DATA IN THIS EXERCISE START

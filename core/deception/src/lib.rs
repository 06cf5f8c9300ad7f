// Path and File Name : /home/decepticloud/core/deception/src/lib.rs
// Author: nXxBku0CKFAJCBN3X1g3bQk7OxYQylg8CMw1iGsq7gU
// Details of functionality of this file: Library root - exports the honeynet environment: asset model, registry, lifecycle runtime, deployment controller, signal extraction, reward and teardown

pub mod asset;
pub mod config;
pub mod deployer;
pub mod environment;
pub mod errors;
pub mod registry;
pub mod reward;
pub mod runtime;
pub mod signals;
pub mod teardown;

#[cfg(test)]
mod tests;

pub use asset::{Action, ActiveAsset, AssetKind, State, ACTION_COUNT, STATE_SIZE};
pub use config::{EnvironmentConfig, DRY_RUN_TARGET};
pub use deployer::{DeploymentController, DeploymentState, DeploymentStatus};
pub use environment::{Environment, HoneynetEnvironment, StepOutcome};
pub use errors::DeceptionError;
pub use registry::{AssetDefinition, HoneypotRegistry};
pub use reward::compute_reward;
pub use runtime::{runtime_for_target, AssetRuntime, DockerEngineRuntime, DryRunRuntime, RuntimeCall};
pub use signals::{AttackSignals, LogSignalExtractor, RecordFormat, ScriptedSignals, SignalExtractor};
pub use teardown::{TeardownEngine, TeardownResult, TeardownStatus};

DATA IN THIS EXERCISE END

Nothing but the lines from the one holding "pub mod teardown;" through the last line of the data may be output, and each must match exactly.

SOLUTION TO THIS TASK |
pub mod teardown;

#[cfg(test)]
mod tests;

pub use asset::{Action, ActiveAsset, AssetKind, State, ACTION_COUNT, STATE_SIZE};
pub use config::{EnvironmentConfig, DRY_RUN_TARGET};
pub use deployer::{DeploymentController, DeploymentState, DeploymentStatus};
pub use environment::{Environment, HoneynetEnvironment, StepOutcome};
pub use errors::DeceptionError;
pub use registry::{AssetDefinition, HoneypotRegistry};
pub use reward::compute_reward;
pub use runtime::{runtime_for_target, AssetRuntime, DockerEngineRuntime, DryRunRuntime, RuntimeCall};
pub use signals::{AttackSignals, LogSignalExtractor, RecordFormat, ScriptedSignals, SignalExtractor};
pub use teardown::{TeardownEngine, TeardownResult, TeardownStatus};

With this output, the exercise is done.